[[ THE INPUT, beginning ]]

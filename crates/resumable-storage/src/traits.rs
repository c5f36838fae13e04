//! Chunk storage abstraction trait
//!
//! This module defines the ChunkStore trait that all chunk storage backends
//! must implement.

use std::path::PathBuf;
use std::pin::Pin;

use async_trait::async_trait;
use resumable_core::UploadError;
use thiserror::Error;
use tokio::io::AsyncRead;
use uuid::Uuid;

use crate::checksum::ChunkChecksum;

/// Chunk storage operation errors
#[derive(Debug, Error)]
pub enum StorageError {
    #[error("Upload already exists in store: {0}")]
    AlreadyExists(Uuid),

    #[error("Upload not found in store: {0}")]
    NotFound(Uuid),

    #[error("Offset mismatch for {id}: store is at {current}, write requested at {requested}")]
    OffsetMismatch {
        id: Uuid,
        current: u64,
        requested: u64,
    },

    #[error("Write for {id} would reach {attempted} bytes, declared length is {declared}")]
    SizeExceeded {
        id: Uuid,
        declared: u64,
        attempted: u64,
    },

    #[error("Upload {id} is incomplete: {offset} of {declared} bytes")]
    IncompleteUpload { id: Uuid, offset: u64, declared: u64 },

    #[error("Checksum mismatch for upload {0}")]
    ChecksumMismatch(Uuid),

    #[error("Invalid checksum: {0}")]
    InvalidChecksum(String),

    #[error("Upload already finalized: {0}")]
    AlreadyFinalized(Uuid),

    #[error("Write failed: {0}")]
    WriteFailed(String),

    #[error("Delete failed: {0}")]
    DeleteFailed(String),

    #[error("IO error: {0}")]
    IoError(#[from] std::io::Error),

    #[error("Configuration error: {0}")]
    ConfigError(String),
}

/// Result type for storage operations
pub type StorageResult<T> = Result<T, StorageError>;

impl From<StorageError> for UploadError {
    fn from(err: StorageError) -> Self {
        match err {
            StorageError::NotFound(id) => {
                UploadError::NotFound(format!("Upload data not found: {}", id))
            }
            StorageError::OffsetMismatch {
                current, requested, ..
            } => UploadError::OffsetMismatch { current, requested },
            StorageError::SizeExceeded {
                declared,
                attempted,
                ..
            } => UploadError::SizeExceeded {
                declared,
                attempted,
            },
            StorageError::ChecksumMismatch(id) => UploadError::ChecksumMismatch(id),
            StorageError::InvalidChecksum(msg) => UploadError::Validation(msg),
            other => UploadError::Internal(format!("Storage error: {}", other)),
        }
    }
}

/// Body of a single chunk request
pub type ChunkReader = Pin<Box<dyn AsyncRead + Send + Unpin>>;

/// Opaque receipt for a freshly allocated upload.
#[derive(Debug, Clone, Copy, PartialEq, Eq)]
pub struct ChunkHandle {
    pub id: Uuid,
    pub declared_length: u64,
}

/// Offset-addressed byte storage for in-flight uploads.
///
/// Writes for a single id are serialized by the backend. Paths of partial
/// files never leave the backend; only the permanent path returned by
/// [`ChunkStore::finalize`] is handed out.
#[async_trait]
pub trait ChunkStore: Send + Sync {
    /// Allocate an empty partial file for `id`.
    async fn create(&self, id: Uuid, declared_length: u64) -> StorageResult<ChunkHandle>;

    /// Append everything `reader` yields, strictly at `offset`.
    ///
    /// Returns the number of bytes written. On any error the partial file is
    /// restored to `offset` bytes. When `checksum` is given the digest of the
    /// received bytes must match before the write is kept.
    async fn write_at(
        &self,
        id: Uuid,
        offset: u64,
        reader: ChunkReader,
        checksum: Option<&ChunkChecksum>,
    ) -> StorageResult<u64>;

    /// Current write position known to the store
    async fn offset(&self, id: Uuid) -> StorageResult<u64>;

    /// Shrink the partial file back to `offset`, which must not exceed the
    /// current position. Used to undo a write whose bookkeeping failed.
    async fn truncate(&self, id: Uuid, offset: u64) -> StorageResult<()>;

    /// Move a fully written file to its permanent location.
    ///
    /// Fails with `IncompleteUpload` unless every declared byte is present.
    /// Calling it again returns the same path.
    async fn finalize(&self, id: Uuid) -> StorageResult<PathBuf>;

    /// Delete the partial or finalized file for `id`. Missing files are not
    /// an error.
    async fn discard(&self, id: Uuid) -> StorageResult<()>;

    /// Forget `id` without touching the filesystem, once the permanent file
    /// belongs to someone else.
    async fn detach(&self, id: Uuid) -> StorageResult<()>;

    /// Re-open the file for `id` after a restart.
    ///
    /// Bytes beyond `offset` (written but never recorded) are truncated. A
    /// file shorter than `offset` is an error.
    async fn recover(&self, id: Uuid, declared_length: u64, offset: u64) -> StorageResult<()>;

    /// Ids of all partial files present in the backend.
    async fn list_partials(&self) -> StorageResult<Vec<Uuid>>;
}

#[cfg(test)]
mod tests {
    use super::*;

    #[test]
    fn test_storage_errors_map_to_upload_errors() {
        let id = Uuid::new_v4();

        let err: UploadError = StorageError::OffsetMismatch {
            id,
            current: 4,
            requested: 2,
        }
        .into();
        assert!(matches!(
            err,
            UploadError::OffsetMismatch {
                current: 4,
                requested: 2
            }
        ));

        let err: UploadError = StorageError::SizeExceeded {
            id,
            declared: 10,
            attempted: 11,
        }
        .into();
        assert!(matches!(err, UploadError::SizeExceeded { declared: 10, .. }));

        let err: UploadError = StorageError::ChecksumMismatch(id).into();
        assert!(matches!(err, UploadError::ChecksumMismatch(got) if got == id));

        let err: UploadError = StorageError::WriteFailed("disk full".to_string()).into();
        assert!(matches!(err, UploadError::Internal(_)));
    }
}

[[ THE INPUT, end ]]
[[ THE INPUT, beginning ]]

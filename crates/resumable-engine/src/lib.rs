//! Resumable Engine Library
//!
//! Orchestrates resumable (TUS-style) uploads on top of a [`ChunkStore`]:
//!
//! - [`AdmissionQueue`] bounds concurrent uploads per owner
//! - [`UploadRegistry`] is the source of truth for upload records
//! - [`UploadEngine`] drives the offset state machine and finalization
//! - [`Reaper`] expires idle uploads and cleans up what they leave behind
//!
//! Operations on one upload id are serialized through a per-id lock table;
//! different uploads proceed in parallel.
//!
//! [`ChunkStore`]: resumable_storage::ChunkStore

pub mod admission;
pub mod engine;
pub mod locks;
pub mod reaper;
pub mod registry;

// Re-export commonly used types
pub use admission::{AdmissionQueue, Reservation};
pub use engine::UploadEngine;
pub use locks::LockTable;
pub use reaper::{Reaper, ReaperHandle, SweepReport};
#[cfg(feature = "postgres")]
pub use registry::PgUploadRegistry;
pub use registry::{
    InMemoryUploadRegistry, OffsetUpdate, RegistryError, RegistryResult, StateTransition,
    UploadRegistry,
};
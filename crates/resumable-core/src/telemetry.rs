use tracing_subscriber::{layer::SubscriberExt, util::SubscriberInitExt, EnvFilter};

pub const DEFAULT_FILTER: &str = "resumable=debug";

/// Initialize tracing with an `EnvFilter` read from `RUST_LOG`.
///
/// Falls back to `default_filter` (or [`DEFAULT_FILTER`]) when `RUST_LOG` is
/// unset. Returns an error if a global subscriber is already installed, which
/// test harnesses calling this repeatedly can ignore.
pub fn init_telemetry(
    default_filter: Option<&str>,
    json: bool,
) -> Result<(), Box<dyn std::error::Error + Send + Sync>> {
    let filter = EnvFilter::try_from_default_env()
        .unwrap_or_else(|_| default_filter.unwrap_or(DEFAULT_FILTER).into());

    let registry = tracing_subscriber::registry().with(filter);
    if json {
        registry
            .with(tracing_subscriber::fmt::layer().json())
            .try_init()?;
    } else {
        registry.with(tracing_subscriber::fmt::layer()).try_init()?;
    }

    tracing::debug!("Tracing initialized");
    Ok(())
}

[[ THE INPUT, end ]]

REQUIREMENT:
Filter the entries above and keep only the lines with the word "requested".

YOUR SOLUTION:
    #[error("Offset mismatch for {id}: store is at {current}, write requested at {requested}")]
        requested: u64,
                current, requested, ..
            } => UploadError::OffsetMismatch { current, requested },
            requested: 2,
                requested: 2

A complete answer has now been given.